Collected data:

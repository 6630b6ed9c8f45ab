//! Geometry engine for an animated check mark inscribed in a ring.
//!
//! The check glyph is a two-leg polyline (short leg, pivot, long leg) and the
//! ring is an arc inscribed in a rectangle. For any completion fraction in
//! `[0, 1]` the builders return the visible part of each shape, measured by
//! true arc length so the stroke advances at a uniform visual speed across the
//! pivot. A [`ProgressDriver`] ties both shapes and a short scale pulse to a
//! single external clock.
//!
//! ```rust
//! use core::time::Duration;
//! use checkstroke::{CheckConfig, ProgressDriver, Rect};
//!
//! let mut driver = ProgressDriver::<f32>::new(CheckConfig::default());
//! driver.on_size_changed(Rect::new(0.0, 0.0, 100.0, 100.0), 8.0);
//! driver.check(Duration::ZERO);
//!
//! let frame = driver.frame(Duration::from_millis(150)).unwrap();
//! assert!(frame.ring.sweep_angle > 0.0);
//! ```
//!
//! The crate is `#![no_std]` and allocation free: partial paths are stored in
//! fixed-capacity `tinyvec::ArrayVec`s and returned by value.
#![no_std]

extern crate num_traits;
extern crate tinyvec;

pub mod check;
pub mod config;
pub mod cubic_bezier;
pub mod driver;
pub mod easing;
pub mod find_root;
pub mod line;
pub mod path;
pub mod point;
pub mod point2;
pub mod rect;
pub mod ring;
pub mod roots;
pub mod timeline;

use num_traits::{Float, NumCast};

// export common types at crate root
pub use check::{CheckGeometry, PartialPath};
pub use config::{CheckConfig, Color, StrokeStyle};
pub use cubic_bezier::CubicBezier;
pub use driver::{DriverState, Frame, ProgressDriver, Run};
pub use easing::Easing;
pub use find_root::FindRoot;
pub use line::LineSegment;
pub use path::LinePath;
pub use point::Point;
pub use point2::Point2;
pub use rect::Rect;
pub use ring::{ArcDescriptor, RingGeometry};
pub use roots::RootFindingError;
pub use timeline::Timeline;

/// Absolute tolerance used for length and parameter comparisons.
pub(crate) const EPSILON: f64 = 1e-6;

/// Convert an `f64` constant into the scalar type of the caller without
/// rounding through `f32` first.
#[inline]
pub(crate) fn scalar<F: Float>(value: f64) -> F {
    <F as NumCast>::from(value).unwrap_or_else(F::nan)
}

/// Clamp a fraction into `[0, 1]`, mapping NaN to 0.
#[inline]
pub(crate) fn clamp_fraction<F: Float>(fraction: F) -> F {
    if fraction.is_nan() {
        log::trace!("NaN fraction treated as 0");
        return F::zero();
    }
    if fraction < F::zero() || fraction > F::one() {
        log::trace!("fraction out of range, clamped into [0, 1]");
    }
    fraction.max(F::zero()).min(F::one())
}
---
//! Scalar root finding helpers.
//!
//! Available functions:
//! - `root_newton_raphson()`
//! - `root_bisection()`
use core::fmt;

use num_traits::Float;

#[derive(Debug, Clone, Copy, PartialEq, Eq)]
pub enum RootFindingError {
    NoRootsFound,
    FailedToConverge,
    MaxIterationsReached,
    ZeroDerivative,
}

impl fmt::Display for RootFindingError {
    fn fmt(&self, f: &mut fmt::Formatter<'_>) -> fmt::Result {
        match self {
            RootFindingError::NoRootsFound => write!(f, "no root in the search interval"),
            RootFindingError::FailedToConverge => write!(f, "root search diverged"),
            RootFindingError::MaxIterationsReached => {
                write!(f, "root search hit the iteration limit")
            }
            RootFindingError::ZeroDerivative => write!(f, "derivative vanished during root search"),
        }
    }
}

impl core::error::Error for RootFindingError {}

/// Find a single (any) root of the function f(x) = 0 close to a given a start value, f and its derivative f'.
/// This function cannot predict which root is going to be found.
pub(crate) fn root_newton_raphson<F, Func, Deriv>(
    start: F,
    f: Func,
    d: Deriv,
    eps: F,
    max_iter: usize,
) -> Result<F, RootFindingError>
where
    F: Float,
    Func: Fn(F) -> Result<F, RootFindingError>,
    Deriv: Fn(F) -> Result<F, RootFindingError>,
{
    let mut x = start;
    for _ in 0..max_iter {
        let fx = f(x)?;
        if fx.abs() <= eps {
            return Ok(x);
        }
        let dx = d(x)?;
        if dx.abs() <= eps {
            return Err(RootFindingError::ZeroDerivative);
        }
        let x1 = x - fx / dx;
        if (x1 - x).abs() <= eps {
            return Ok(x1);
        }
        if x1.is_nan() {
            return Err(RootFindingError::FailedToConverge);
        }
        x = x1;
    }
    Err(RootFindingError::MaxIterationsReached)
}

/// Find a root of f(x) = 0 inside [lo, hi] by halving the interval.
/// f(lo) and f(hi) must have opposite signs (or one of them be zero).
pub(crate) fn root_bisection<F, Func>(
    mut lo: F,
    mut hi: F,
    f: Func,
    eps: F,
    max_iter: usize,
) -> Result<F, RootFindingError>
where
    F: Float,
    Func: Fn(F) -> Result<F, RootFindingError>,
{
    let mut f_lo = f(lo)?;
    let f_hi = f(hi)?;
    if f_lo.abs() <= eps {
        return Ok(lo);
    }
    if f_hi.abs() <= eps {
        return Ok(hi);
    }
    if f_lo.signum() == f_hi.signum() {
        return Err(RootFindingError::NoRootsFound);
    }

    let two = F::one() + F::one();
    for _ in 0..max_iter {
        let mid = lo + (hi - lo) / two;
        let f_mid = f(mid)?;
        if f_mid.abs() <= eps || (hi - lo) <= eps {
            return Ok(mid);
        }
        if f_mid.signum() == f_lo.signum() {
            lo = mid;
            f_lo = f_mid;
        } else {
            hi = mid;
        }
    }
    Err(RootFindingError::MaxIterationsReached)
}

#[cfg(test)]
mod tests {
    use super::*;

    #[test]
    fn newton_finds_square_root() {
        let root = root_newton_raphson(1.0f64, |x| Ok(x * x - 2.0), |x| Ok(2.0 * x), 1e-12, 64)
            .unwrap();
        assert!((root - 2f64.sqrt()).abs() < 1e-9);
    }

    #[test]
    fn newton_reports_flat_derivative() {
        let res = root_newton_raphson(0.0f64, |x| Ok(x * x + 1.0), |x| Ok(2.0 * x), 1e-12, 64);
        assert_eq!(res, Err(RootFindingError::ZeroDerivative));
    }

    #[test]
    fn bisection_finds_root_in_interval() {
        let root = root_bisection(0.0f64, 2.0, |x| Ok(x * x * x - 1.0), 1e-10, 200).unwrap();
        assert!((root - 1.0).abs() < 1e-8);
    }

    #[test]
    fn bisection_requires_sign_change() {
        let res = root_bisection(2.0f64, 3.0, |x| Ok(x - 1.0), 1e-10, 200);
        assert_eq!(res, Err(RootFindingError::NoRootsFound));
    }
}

**Work item**
Pick from the records each line that contains the word "MaxIterationsReached" and show it.

**Completed task**
    MaxIterationsReached,
            RootFindingError::MaxIterationsReached => {
    Err(RootFindingError::MaxIterationsReached)
    Err(RootFindingError::MaxIterationsReached)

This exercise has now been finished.